Exome or whole-genome deep sequencing of tumor DNA along with paired normal DNA can
potentially provide a detailed picture of the somatic mutations that characterize
the tumor. However, analysis of such sequence data can be complicated by the presence
of normal cells in the tumor specimen, by intratumor heterogeneity, and by the sheer
size of the raw data. In particular, determination of copy number variations from
exome sequencing data alone has proven difficult; thus, single nucleotide polymorphism
(SNP) arrays have often been used for this task. Recently, algorithms to estimate
absolute, but not allele-specific, copy number profiles from tumor sequencing data
have been described.We developed Sequenza, a software package that uses paired tumor-normal
DNA sequencing data to estimate tumor cellularity and ploidy, and to calculate allele-specific
copy number profiles and mutation profiles. We applied Sequenza, as well as two previously
published algorithms, to exome sequence data from 30 tumors from The Cancer Genome
Atlas. We assessed the performance of these algorithms by comparing their results
with those generated using matched SNP arrays and processed by the allele-specific
copy number analysis of tumors (ASCAT) algorithm.Comparison between Sequenza/exome
and SNP/ASCAT revealed strong correlation in cellularity (Pearson's r = 0.90) and
ploidy estimates (r = 0.42, or r = 0.94 after manual inspecting alternative solutions).

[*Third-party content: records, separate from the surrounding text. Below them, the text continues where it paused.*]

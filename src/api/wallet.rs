use axum::{
    extract::{Path, Query, State},
    Json,
};
use serde::{Deserialize, Serialize};

use super::AppState;
use crate::{constants::NATIVE_SYMBOL, error::Result, models::ApiResponse};

#[derive(Debug, Default, Deserialize)]
pub struct BalanceParams {
    /// Skip the cache and ask the node again.
    pub refresh: Option<bool>,
}

#[derive(Debug, Serialize)]
pub struct WalletBalanceResponse {
    pub address: String,
    pub balance: String,
    pub symbol: String,
    pub explorer_url: String,
}

/// GET /api/v1/wallet/{address}/balance
pub async fn get_balance(
    State(state): State<AppState>,
    Path(address): Path<String>,
    Query(params): Query<BalanceParams>,
) -> Result<Json<ApiResponse<WalletBalanceResponse>>> {
    let address = address.trim().to_string();
    let balance = if params.refresh.unwrap_or(false) {
        state.balances.refetch(&address).await?
    } else {
        state.balances.fetch(&address).await?
    };

    tracing::debug!("balance served address={} balance={}", address, balance);
    Ok(Json(ApiResponse::success(WalletBalanceResponse {
        explorer_url: state.explorer.address_url(&address),
        address,
        balance,
        symbol: NATIVE_SYMBOL.to_string(),
    })))
}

This performance was noticeably superior to previously published algorithms. In addition,
in artificial data simulating normal-tumor admixtures, Sequenza detected the correct
ploidy in samples with tumor content as low as 30%.The agreement between Sequenza
and SNP array-based copy number profiles suggests that exome sequencing alone is sufficient
not only for identifying small scale mutations but also for estimating cellularity
and inferring DNA copy number aberrations.